══ Exercise input ══

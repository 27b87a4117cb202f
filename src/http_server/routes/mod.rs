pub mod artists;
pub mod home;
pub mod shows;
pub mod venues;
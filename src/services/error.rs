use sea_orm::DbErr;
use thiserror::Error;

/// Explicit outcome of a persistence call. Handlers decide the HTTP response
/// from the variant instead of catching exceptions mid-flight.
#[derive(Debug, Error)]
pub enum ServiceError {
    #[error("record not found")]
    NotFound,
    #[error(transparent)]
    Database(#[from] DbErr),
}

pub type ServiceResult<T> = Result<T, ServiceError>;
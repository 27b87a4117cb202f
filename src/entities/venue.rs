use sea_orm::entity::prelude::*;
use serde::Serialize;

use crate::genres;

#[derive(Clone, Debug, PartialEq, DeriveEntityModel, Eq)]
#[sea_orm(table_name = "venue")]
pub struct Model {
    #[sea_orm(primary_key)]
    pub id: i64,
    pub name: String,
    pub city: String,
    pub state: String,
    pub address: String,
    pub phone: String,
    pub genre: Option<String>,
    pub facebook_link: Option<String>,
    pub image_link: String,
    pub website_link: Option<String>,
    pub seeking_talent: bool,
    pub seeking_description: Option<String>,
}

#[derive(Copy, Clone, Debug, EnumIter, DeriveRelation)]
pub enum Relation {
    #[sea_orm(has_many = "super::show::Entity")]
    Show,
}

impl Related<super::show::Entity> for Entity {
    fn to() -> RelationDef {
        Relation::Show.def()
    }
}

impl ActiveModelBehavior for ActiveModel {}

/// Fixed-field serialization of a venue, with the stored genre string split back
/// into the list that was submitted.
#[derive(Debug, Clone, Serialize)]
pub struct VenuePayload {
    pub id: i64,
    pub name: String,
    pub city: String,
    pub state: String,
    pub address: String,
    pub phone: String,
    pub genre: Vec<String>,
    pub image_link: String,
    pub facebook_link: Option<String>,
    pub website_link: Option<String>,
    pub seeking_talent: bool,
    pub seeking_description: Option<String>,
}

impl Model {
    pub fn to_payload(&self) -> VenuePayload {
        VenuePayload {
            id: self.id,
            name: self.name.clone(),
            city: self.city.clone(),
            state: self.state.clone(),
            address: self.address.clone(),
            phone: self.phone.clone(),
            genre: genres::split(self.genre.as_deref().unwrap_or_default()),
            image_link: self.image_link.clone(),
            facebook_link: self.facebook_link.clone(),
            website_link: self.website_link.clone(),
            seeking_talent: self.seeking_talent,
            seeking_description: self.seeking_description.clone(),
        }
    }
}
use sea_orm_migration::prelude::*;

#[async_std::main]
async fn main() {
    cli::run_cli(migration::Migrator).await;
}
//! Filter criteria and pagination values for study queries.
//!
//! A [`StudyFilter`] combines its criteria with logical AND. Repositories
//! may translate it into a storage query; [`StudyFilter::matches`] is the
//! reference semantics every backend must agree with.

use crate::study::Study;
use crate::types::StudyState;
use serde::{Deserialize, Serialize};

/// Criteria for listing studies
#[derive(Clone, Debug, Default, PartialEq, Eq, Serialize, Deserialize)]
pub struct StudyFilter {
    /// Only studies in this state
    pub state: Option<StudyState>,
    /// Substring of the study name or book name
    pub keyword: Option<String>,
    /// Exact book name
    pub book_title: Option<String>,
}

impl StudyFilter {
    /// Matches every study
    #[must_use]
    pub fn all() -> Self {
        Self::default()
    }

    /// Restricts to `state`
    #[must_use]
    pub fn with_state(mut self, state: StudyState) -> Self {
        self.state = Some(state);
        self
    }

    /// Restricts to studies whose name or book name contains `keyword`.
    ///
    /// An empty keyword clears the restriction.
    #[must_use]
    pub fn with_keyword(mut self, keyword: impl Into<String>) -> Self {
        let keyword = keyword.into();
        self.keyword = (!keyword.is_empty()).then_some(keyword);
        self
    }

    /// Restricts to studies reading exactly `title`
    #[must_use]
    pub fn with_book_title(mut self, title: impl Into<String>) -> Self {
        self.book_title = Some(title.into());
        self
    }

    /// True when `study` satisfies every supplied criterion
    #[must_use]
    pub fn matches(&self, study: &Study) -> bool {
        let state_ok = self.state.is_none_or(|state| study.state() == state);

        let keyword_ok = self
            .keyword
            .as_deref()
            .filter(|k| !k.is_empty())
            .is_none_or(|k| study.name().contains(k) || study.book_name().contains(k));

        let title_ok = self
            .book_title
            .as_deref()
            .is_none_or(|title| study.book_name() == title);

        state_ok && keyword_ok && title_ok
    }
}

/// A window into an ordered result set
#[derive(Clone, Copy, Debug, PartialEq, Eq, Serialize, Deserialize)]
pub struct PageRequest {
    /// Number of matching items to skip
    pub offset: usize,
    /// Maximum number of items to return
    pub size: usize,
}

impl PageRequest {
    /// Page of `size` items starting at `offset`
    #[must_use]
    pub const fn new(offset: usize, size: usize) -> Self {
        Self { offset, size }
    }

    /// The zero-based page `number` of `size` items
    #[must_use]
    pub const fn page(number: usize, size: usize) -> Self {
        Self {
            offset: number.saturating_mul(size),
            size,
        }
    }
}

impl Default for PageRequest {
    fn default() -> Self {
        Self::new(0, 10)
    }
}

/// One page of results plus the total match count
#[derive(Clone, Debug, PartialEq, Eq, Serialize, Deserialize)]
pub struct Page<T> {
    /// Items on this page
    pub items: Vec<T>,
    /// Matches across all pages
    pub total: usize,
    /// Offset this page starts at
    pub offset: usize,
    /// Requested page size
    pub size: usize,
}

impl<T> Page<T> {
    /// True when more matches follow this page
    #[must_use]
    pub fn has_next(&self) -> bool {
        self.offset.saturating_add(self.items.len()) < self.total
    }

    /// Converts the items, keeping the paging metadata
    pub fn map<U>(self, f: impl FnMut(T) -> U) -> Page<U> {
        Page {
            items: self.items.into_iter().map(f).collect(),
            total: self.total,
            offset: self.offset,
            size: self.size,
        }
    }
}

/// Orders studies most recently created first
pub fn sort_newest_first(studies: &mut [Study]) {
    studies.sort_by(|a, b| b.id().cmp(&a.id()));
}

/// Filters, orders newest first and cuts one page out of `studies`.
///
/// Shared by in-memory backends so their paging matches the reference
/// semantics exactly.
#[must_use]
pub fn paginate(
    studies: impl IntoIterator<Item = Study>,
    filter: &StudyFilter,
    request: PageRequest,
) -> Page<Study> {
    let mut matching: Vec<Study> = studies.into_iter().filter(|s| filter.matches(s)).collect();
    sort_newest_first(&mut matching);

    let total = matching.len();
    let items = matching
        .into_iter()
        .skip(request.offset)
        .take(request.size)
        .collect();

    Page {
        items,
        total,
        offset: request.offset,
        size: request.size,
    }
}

═══
══ Exercise input ══

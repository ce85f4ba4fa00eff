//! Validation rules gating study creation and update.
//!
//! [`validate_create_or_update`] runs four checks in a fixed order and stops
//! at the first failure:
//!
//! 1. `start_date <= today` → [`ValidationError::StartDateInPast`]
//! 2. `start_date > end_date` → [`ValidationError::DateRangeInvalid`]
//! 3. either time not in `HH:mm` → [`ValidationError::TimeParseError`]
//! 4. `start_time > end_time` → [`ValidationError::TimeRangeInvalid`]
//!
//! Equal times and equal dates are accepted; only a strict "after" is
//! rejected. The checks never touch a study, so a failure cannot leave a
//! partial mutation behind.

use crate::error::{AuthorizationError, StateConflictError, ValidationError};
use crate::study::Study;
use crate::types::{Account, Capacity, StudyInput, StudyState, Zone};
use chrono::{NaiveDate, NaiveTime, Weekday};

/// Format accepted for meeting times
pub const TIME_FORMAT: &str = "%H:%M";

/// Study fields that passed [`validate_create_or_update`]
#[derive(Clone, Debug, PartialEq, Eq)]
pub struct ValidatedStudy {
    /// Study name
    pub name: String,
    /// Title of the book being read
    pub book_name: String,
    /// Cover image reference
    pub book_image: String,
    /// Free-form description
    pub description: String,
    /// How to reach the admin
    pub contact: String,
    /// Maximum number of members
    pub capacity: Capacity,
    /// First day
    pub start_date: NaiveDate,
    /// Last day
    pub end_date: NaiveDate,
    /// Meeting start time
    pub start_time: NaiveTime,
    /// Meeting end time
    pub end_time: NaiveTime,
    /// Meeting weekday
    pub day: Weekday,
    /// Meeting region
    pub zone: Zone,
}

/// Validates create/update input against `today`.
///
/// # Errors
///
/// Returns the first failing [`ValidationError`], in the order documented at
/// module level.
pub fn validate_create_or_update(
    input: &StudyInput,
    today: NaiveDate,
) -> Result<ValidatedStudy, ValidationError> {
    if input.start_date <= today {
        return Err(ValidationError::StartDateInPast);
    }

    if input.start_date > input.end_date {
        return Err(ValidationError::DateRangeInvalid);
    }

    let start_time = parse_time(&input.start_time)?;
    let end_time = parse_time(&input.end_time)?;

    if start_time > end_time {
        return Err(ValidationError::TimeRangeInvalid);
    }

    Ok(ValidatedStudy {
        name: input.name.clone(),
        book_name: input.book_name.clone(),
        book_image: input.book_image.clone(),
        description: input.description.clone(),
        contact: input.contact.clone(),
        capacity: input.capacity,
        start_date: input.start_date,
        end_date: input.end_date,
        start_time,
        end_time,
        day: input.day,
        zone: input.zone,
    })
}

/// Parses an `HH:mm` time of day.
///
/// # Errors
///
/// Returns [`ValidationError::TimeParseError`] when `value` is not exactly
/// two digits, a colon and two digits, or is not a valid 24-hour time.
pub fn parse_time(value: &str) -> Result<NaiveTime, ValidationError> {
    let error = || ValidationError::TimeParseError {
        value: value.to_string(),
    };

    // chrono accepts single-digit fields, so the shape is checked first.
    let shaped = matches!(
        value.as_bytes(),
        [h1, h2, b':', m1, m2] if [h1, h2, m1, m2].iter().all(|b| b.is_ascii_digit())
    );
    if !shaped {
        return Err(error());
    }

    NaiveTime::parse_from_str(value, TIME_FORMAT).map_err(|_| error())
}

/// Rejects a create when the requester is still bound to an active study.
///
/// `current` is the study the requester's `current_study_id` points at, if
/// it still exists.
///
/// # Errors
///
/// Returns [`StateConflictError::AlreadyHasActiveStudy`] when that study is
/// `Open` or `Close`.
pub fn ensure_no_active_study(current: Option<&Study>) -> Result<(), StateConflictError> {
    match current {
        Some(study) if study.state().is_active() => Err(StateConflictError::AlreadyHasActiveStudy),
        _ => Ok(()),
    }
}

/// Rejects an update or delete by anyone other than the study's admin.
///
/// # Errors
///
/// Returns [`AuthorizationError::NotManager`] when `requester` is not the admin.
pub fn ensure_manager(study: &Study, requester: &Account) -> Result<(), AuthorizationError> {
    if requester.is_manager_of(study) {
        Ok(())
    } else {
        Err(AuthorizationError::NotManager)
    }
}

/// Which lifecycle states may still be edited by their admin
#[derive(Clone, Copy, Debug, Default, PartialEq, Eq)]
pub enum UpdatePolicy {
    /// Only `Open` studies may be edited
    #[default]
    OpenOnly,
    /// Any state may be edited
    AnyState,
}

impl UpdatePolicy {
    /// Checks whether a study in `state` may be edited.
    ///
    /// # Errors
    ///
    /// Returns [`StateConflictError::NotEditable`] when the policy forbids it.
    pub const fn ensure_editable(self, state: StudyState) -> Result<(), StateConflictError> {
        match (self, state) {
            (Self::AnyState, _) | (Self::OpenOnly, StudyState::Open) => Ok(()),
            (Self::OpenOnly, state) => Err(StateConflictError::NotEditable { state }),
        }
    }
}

═══

--- Required action ---
Check each line above for "DbErr" and return the ones that have it.

--- Exercise answer ---
use sea_orm::DbErr;
    Database(#[from] DbErr),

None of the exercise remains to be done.